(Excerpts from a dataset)
------------------------------------------------------------
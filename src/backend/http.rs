//! HTTP implementation of [`AnnotationBackend`] using [`reqwest`].
//!
//! Uses the blocking client; calls are made from the request worker
//! thread, never from the event loop.

use std::time::Duration;

use reqwest::blocking::{Client, RequestBuilder, Response, multipart};

use super::{
    AnnotationBackend, BackendError, BoundingBoxUpdate, IdentifierUpdate, SessionId,
    UploadReceipt,
};
use crate::config::BackendConfig;
use crate::constants::endpoints;
use crate::model::FileHandle;

/// HTTP client for the annotation backend.
#[derive(Debug, Clone)]
pub struct HttpBackend {
    client: Client,
    base_url: String,
}

impl HttpBackend {
    /// Create a client from backend settings.
    pub fn new(config: &BackendConfig) -> Result<Self, BackendError> {
        let client = Client::builder()
            .timeout(Duration::from_secs(config.request_timeout_secs))
            .build()?;
        Ok(Self::with_client(client, &config.base_url))
    }

    /// Create a client reusing an existing [`Client`].
    pub fn with_client(client: Client, base_url: &str) -> Self {
        Self {
            client,
            base_url: base_url.trim_end_matches('/').to_string(),
        }
    }

    /// Base URL requests are sent to.
    pub fn base_url(&self) -> &str {
        &self.base_url
    }

    fn url(&self, path: &str) -> String {
        format!("{}{}", self.base_url, path)
    }

    fn with_session(builder: RequestBuilder, session: Option<&SessionId>) -> RequestBuilder {
        match session {
            Some(id) => builder.header(endpoints::SESSION_HEADER, id.as_str()),
            None => builder,
        }
    }

    /// Return the response unchanged on 2xx, or a status error with the body.
    fn ensure_success(response: Response) -> Result<Response, BackendError> {
        let status = response.status();
        if !status.is_success() {
            let body = response
                .text()
                .unwrap_or_else(|_| "<unreadable body>".to_string());
            return Err(BackendError::Status {
                status: status.as_u16(),
                body,
            });
        }
        Ok(response)
    }
}

impl AnnotationBackend for HttpBackend {
    fn upload_csv(&self, file: &FileHandle) -> Result<UploadReceipt, BackendError> {
        let bytes = file.read_bytes()?;
        log::info!("Uploading {} ({} bytes)", file.name, bytes.len());

        let part = multipart::Part::bytes(bytes)
            .file_name(file.name.clone())
            .mime_str(&file.mime_type)?;
        let form = multipart::Form::new().part(endpoints::UPLOAD_CSV_FIELD, part);

        let response = self
            .client
            .post(self.url(endpoints::UPLOAD_CSV))
            .multipart(form)
            .send()?;
        let body = Self::ensure_success(response)?.text()?;
        Ok(serde_json::from_str(&body)?)
    }

    fn update_id(
        &self,
        session: Option<&SessionId>,
        update: &IdentifierUpdate,
    ) -> Result<(), BackendError> {
        let builder = self.client.post(self.url(endpoints::UPDATE_ID)).json(update);
        let response = Self::with_session(builder, session).send()?;
        Self::ensure_success(response)?;
        Ok(())
    }

    fn update_bounding_box(
        &self,
        session: Option<&SessionId>,
        update: &BoundingBoxUpdate,
    ) -> Result<(), BackendError> {
        let builder = self
            .client
            .post(self.url(endpoints::UPDATE_BOUNDING_BOX))
            .json(update);
        let response = Self::with_session(builder, session).send()?;
        Self::ensure_success(response)?;
        Ok(())
    }

    fn download_updated_csv(&self, session: Option<&SessionId>) -> Result<Vec<u8>, BackendError> {
        let builder = self.client.get(self.url(endpoints::DOWNLOAD_UPDATED_CSV));
        let response = Self::with_session(builder, session).send()?;
        let bytes = Self::ensure_success(response)?.bytes()?;
        Ok(bytes.to_vec())
    }
}

#[cfg(test)]
mod tests {
    use super::*;

    #[test]
    fn test_base_url_trailing_slash_trimmed() {
        let backend = HttpBackend::with_client(Client::new(), "http://localhost:5000/");
        assert_eq!(backend.base_url(), "http://localhost:5000");
        assert_eq!(
            backend.url(endpoints::UPLOAD_CSV),
            "http://localhost:5000/upload-csv"
        );
    }

    #[test]
    fn test_connection_refused_is_transport_error() {
        // Port 9 (discard) on localhost is assumed closed
        let config = BackendConfig {
            base_url: "http://127.0.0.1:9".to_string(),
            request_timeout_secs: 2,
        };
        let backend = HttpBackend::new(&config).unwrap();
        assert!(matches!(
            backend.download_updated_csv(None),
            Err(BackendError::Transport(_))
        ));
    }
}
------------------------------------------------------------
Exercise goal
Please retype the entries above in full, exactly as they stand.

Task answer
filename src/backend/http.rs
//! HTTP implementation of [`AnnotationBackend`] using [`reqwest`].
//!
//! Uses the blocking client; calls are made from the request worker
//! thread, never from the event loop.

use std::time::Duration;

use reqwest::blocking::{Client, RequestBuilder, Response, multipart};

use super::{
    AnnotationBackend, BackendError, BoundingBoxUpdate, IdentifierUpdate, SessionId,
    UploadReceipt,
};
use crate::config::BackendConfig;
use crate::constants::endpoints;
use crate::model::FileHandle;

/// HTTP client for the annotation backend.
#[derive(Debug, Clone)]
pub struct HttpBackend {
    client: Client,
    base_url: String,
}

impl HttpBackend {
    /// Create a client from backend settings.
    pub fn new(config: &BackendConfig) -> Result<Self, BackendError> {
        let client = Client::builder()
            .timeout(Duration::from_secs(config.request_timeout_secs))
            .build()?;
        Ok(Self::with_client(client, &config.base_url))
    }

    /// Create a client reusing an existing [`Client`].
    pub fn with_client(client: Client, base_url: &str) -> Self {
        Self {
            client,
            base_url: base_url.trim_end_matches('/').to_string(),
        }
    }

    /// Base URL requests are sent to.
    pub fn base_url(&self) -> &str {
        &self.base_url
    }

    fn url(&self, path: &str) -> String {
        format!("{}{}", self.base_url, path)
    }

    fn with_session(builder: RequestBuilder, session: Option<&SessionId>) -> RequestBuilder {
        match session {
            Some(id) => builder.header(endpoints::SESSION_HEADER, id.as_str()),
            None => builder,
        }
    }

    /// Return the response unchanged on 2xx, or a status error with the body.
    fn ensure_success(response: Response) -> Result<Response, BackendError> {
        let status = response.status();
        if !status.is_success() {
            let body = response
                .text()
                .unwrap_or_else(|_| "<unreadable body>".to_string());
            return Err(BackendError::Status {
                status: status.as_u16(),
                body,
            });
        }
        Ok(response)
    }
}

impl AnnotationBackend for HttpBackend {
    fn upload_csv(&self, file: &FileHandle) -> Result<UploadReceipt, BackendError> {
        let bytes = file.read_bytes()?;
        log::info!("Uploading {} ({} bytes)", file.name, bytes.len());

        let part = multipart::Part::bytes(bytes)
            .file_name(file.name.clone())
            .mime_str(&file.mime_type)?;
        let form = multipart::Form::new().part(endpoints::UPLOAD_CSV_FIELD, part);

        let response = self
            .client
            .post(self.url(endpoints::UPLOAD_CSV))
            .multipart(form)
            .send()?;
        let body = Self::ensure_success(response)?.text()?;
        Ok(serde_json::from_str(&body)?)
    }

    fn update_id(
        &self,
        session: Option<&SessionId>,
        update: &IdentifierUpdate,
    ) -> Result<(), BackendError> {
        let builder = self.client.post(self.url(endpoints::UPDATE_ID)).json(update);
        let response = Self::with_session(builder, session).send()?;
        Self::ensure_success(response)?;
        Ok(())
    }

    fn update_bounding_box(
        &self,
        session: Option<&SessionId>,
        update: &BoundingBoxUpdate,
    ) -> Result<(), BackendError> {
        let builder = self
            .client
            .post(self.url(endpoints::UPDATE_BOUNDING_BOX))
            .json(update);
        let response = Self::with_session(builder, session).send()?;
        Self::ensure_success(response)?;
        Ok(())
    }

    fn download_updated_csv(&self, session: Option<&SessionId>) -> Result<Vec<u8>, BackendError> {
        let builder = self.client.get(self.url(endpoints::DOWNLOAD_UPDATED_CSV));
        let response = Self::with_session(builder, session).send()?;
        let bytes = Self::ensure_success(response)?.bytes()?;
        Ok(bytes.to_vec())
    }
}

#[cfg(test)]
mod tests {
    use super::*;

    #[test]
    fn test_base_url_trailing_slash_trimmed() {
        let backend = HttpBackend::with_client(Client::new(), "http://localhost:5000/");
        assert_eq!(backend.base_url(), "http://localhost:5000");
        assert_eq!(
            backend.url(endpoints::UPLOAD_CSV),
            "http://localhost:5000/upload-csv"
        );
    }

    #[test]
    fn test_connection_refused_is_transport_error() {
        // Port 9 (discard) on localhost is assumed closed
        let config = BackendConfig {
            base_url: "http://127.0.0.1:9".to_string(),
            request_timeout_secs: 2,
        };
        let backend = HttpBackend::new(&config).unwrap();
        assert!(matches!(
            backend.download_updated_csv(None),
            Err(BackendError::Transport(_))
        ));
    }
}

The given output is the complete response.